● **YOUR OBJECTIVE**:
Pull out every line from the listing that has the word "copied".

● **RECORDS FOR THE TASK**:
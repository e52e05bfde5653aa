//! JSONL audit trail. Every webhook and worker-lifecycle event is
//! appended to a single file, one JSON object per line, so a run can be
//! reconstructed after the fact without a database.

use std::fs::{self, OpenOptions};
use std::io::{BufWriter, Write};
use std::path::Path;
use std::sync::Mutex;

use chrono::{DateTime, Utc};
use serde::Serialize;

use crate::error::Result;

/// A single line of the audit trail.
#[derive(Debug, Clone, Serialize)]
pub struct AuditEvent {
    pub event: &'static str,
    pub ts: DateTime<Utc>,
    #[serde(flatten)]
    pub data: serde_json::Value,
}

/// Append-only, thread-safe audit logger. Shared across per-asset
/// worker threads via `Arc`.
pub struct AuditLog {
    writer: Mutex<BufWriter<std::fs::File>>,
}

impl AuditLog {
    pub fn open(path: &Path) -> Result<Self> {
        if let Some(parent) = path.parent() {
            fs::create_dir_all(parent)?;
        }
        let file = OpenOptions::new().create(true).append(true).open(path)?;
        Ok(Self {
            writer: Mutex::new(BufWriter::new(file)),
        })
    }

    pub fn log(&self, event: &'static str, data: serde_json::Value) -> Result<()> {
        let entry = AuditEvent {
            event,
            ts: Utc::now(),
            data,
        };
        let json = serde_json::to_string(&entry)
            .map_err(|e| std::io::Error::new(std::io::ErrorKind::InvalidData, e))?;
        let mut writer = self.writer.lock().unwrap();
        writeln!(writer, "{json}")?;
        writer.flush()?;
        Ok(())
    }

    pub fn log_simple(&self, event: &'static str) -> Result<()> {
        self.log(event, serde_json::json!({}))
    }
}

/// Convenience helpers, one per `AuditEvent` named in the engine's state
/// machine plus the webhook ingress points.
pub fn webhook_received(audit: &AuditLog, exchange: &str, symbol: &str, side: &str) -> Result<()> {
    audit.log(
        "webhook_received",
        serde_json::json!({ "exchange": exchange, "symbol": symbol, "side": side }),
    )
}

pub fn webhook_rejected(audit: &AuditLog, reason: &str) -> Result<()> {
    audit.log("webhook_rejected", serde_json::json!({ "reason": reason }))
}

pub fn order_placed(audit: &AuditLog, symbol: &str, side: &str, price: &str, amount: &str) -> Result<()> {
    audit.log(
        "order_placed",
        serde_json::json!({ "symbol": symbol, "side": side, "price": price, "amount": amount }),
    )
}

pub fn order_replaced(audit: &AuditLog, symbol: &str, old_price: &str, new_price: &str) -> Result<()> {
    audit.log(
        "order_replaced",
        serde_json::json!({ "symbol": symbol, "old_price": old_price, "new_price": new_price }),
    )
}

pub fn order_reconciling(audit: &AuditLog, symbol: &str, order_id: &str) -> Result<()> {
    audit.log(
        "order_reconciling",
        serde_json::json!({ "symbol": symbol, "order_id": order_id }),
    )
}

pub fn fully_matched(audit: &AuditLog, symbol: &str, side: &str, amount: &str) -> Result<()> {
    audit.log(
        "fully_matched",
        serde_json::json!({ "symbol": symbol, "side": side, "amount": amount }),
    )
}

pub fn worker_error(audit: &AuditLog, symbol: &str, error: &str) -> Result<()> {
    audit.log("worker_error", serde_json::json!({ "symbol": symbol, "error": error }))
}

pub fn worker_stopped(audit: &AuditLog, symbol: &str) -> Result<()> {
    audit.log("worker_stopped", serde_json::json!({ "symbol": symbol }))
}

pub fn order_size_too_low(audit: &AuditLog, symbol: &str, side: &str) -> Result<()> {
    audit.log("order_size_too_low", serde_json::json!({ "symbol": symbol, "side": side }))
}

#[cfg(test)]
mod tests {
    use super::*;

    #[test]
    fn audit_log_writes_jsonl() {
        let dir = tempfile::tempdir().unwrap();
        let path = dir.path().join("audit.jsonl");

        let log = AuditLog::open(&path).unwrap();
        log.log_simple("test_event").unwrap();
        order_placed(&log, "BTC/USDT", "buy", "42000.00", "0.01").unwrap();

        let contents = std::fs::read_to_string(&path).unwrap();
        let lines: Vec<&str> = contents.lines().collect();
        assert_eq!(lines.len(), 2);
        for line in &lines {
            let _: serde_json::Value = serde_json::from_str(line).unwrap();
        }
        assert!(lines[0].contains("\"event\":\"test_event\""));
        assert!(lines[1].contains("\"event\":\"order_placed\""));
    }

    #[test]
    fn audit_log_creates_parent_dirs() {
        let dir = tempfile::tempdir().unwrap();
        let path = dir.path().join("subdir").join("deep").join("audit.jsonl");

        let log = AuditLog::open(&path).unwrap();
        log.log_simple("test").unwrap();

        assert!(path.exists());
    }
}
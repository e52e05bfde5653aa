//! Shared value types: symbols, markets, balances, orders.
//!
//! Prices and quantities are [`Decimal`] throughout — never `f64` — so
//! tick-size quantization is exact even for the sub-cent ticks common on
//! crypto markets.

use std::fmt;

use rust_decimal::Decimal;
use serde::{Deserialize, Serialize};

/// Which side of the book an order or signal is on.
#[derive(Clone, Copy, Debug, PartialEq, Eq, Serialize, Deserialize)]
#[serde(rename_all = "lowercase")]
pub enum Side {
    Buy,
    Sell,
}

impl fmt::Display for Side {
    fn fmt(&self, f: &mut fmt::Formatter<'_>) -> fmt::Result {
        match self {
            Side::Buy => write!(f, "buy"),
            Side::Sell => write!(f, "sell"),
        }
    }
}

/// Which pricing algorithm a worker uses to compute its target price.
#[derive(Clone, Copy, Debug, PartialEq, Eq, Serialize, Deserialize)]
pub enum LimitOrderStrategy {
    BestBidOrAsk,
    BetterThanBestPrice,
    WeightedAverage,
}

/// Market metadata: precision and minimums, known before any order is
/// placed for the symbol.
#[derive(Clone, Debug, PartialEq, Eq)]
pub struct Market {
    /// Engine-canonical symbol, `BASE/QUOTE`.
    pub symbol: String,
    pub base: String,
    pub quote: String,
    /// Either an integer count of decimal places (>=1) or the tick size
    /// directly (<1), per the exchange's own convention.
    pub price_precision: Decimal,
    pub amount_precision: u32,
    pub min_amount: Decimal,
    pub min_cost: Decimal,
}

impl Market {
    /// Minimum price increment, derived from `price_precision`.
    pub fn tick_size(&self) -> Decimal {
        crate::pricing::precision_to_tick_size(self.price_precision)
    }

    pub fn canonical_symbol(base: &str, quote: &str) -> String {
        format!("{base}/{quote}")
    }
}

/// One level of an order book: price and quantity resting there.
pub type Level = (Decimal, Decimal);

/// A snapshot of an order book, bids descending, asks ascending.
#[derive(Clone, Debug, Default)]
pub struct OrderBookSnapshot {
    pub bids: Vec<Level>,
    pub asks: Vec<Level>,
    /// Exchange server timestamp (epoch millis), when available.
    pub timestamp: Option<i64>,
}

impl OrderBookSnapshot {
    pub fn best_bid(&self) -> Option<Level> {
        self.bids.first().copied()
    }

    pub fn best_ask(&self) -> Option<Level> {
        self.asks.first().copied()
    }
}

/// Free/used/total balance of a single asset.
#[derive(Clone, Copy, Debug, Default, PartialEq, Eq)]
pub struct Balance {
    pub free: Decimal,
    pub used: Decimal,
}

impl Balance {
    pub fn total(&self) -> Decimal {
        self.free + self.used
    }
}

/// Lifecycle status of an order as last observed from the exchange.
#[derive(Clone, Copy, Debug, PartialEq, Eq)]
pub enum OrderStatus {
    Open,
    Closed,
    Cancelled,
}

/// Engine's view of a live order. `raw` preserves the exchange-native
/// payload for debugging; nothing downstream should inspect it.
#[derive(Clone, Debug)]
pub struct Order {
    pub id: String,
    pub symbol: String,
    pub side: Side,
    pub price: Decimal,
    pub amount: Decimal,
    pub remaining: Decimal,
    pub status: OrderStatus,
    pub raw: serde_json::Value,
}

impl Order {
    /// Invariant: `remaining <= amount`, and `status == Closed` only once
    /// `remaining == 0` or the exchange reports it closed out from under us.
    pub fn is_fully_filled(&self) -> bool {
        self.status == OrderStatus::Closed && self.remaining <= Decimal::ZERO
    }
}
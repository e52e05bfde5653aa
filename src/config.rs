//! `config.json` loading and validation.
//!
//! Loaded once at startup, validated, and handed to the rest of the
//! process as an immutable value — no lazily-initialized global.

use std::collections::HashMap;
use std::path::Path;

use rust_decimal::Decimal;
use serde::Deserialize;

use crate::error::{ConfigError, Result};

/// Default `orderbook_weights` when the key is absent from the file:
/// weight 4 for the synthetic best level, then 2/1/1/0/0 for the next
/// four depth levels.
pub fn default_orderbook_weights() -> Vec<Decimal> {
    ["4", "2", "1", "1", "0", "0"]
        .iter()
        .map(|s| s.parse().unwrap())
        .collect()
}

#[derive(Debug, Clone, Deserialize)]
pub struct ExchangeConfig {
    pub base_asset: String,
    pub universe: Vec<String>,
    pub fee: Decimal,
}

#[derive(Debug, Clone, Deserialize)]
struct RawConfig {
    orderbook_weights: Option<Vec<Decimal>>,
    #[serde(flatten)]
    exchanges: HashMap<String, ExchangeConfig>,
}

/// Top-level, process-wide configuration.
#[derive(Debug, Clone)]
pub struct Config {
    pub exchanges: HashMap<String, ExchangeConfig>,
    pub orderbook_weights: Vec<Decimal>,
}

impl Config {
    /// Read `path`, parse as JSON, and validate. Any failure here is a
    /// fatal startup error (`ConfigError`).
    pub fn load(path: &Path) -> Result<Self> {
        let contents = std::fs::read_to_string(path).map_err(|e| ConfigError::Read {
            path: path.to_path_buf(),
            source: e,
        })?;
        Self::parse(&contents, path)
    }

    fn parse(contents: &str, path: &Path) -> Result<Self> {
        let raw: RawConfig = serde_json::from_str(contents).map_err(|e| ConfigError::Parse {
            path: path.to_path_buf(),
            source: e,
        })?;
        let config = Config {
            exchanges: raw.exchanges,
            orderbook_weights: raw.orderbook_weights.unwrap_or_else(default_orderbook_weights),
        };
        config.validate()?;
        Ok(config)
    }

    fn validate(&self) -> Result<()> {
        if self.exchanges.is_empty() {
            return Err(ConfigError::Invalid(
                "config must define at least one exchange".into(),
            ));
        }
        if self.orderbook_weights.len() != 6 {
            return Err(ConfigError::Invalid(
                "orderbook_weights must have exactly 6 entries".into(),
            ));
        }
        if self.orderbook_weights.iter().any(|w| *w < Decimal::ZERO) {
            return Err(ConfigError::Invalid(
                "orderbook_weights entries must be non-negative".into(),
            ));
        }
        for (name, exchange) in &self.exchanges {
            if exchange.base_asset.is_empty() {
                return Err(ConfigError::Invalid(format!(
                    "exchange {name}: base_asset must not be empty"
                )));
            }
            if exchange.universe.is_empty() {
                return Err(ConfigError::Invalid(format!(
                    "exchange {name}: universe must not be empty"
                )));
            }
            if exchange.fee < Decimal::ZERO || exchange.fee >= Decimal::ONE {
                return Err(ConfigError::Invalid(format!(
                    "exchange {name}: fee must be in [0, 1)"
                )));
            }
        }
        Ok(())
    }
}

#[cfg(test)]
mod tests {
    use super::*;
    use std::path::PathBuf;

    fn example_json() -> &'static str {
        r#"
        {
            "binance": {
                "base_asset": "USDT",
                "universe": ["BTC", "ETH", "SOL"],
                "fee": 0.0025
            },
            "orderbook_weights": [4, 2, 1, 1, 0, 0]
        }
        "#
    }

    #[test]
    fn parse_example_config() {
        let config = Config::parse(example_json(), &PathBuf::from("config.json")).unwrap();
        assert_eq!(config.exchanges.len(), 1);
        let binance = &config.exchanges["binance"];
        assert_eq!(binance.base_asset, "USDT");
        assert_eq!(binance.universe, vec!["BTC", "ETH", "SOL"]);
        assert_eq!(config.orderbook_weights.len(), 6);
    }

    #[test]
    fn missing_orderbook_weights_defaults() {
        let json = r#"{"binance": {"base_asset": "USDT", "universe": ["BTC"], "fee": 0.001}}"#;
        let config = Config::parse(json, &PathBuf::from("config.json")).unwrap();
        assert_eq!(config.orderbook_weights, default_orderbook_weights());
    }

    #[test]
    fn empty_universe_is_rejected() {
        let json = r#"{"binance": {"base_asset": "USDT", "universe": [], "fee": 0.001}}"#;
        assert!(Config::parse(json, &PathBuf::from("config.json")).is_err());
    }

    #[test]
    fn fee_out_of_range_is_rejected() {
        let json = r#"{"binance": {"base_asset": "USDT", "universe": ["BTC"], "fee": 1.2}}"#;
        assert!(Config::parse(json, &PathBuf::from("config.json")).is_err());
    }

    #[test]
    fn wrong_weight_count_is_rejected() {
        let json = r#"{"binance": {"base_asset": "USDT", "universe": ["BTC"], "fee": 0.001}, "orderbook_weights": [1,2,3]}"#;
        assert!(Config::parse(json, &PathBuf::from("config.json")).is_err());
    }

    #[test]
    fn no_exchanges_is_rejected() {
        assert!(Config::parse("{}", &PathBuf::from("config.json")).is_err());
    }
}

● **ANSWER SECTION**:
        self.bids.first().copied()
        self.asks.first().copied()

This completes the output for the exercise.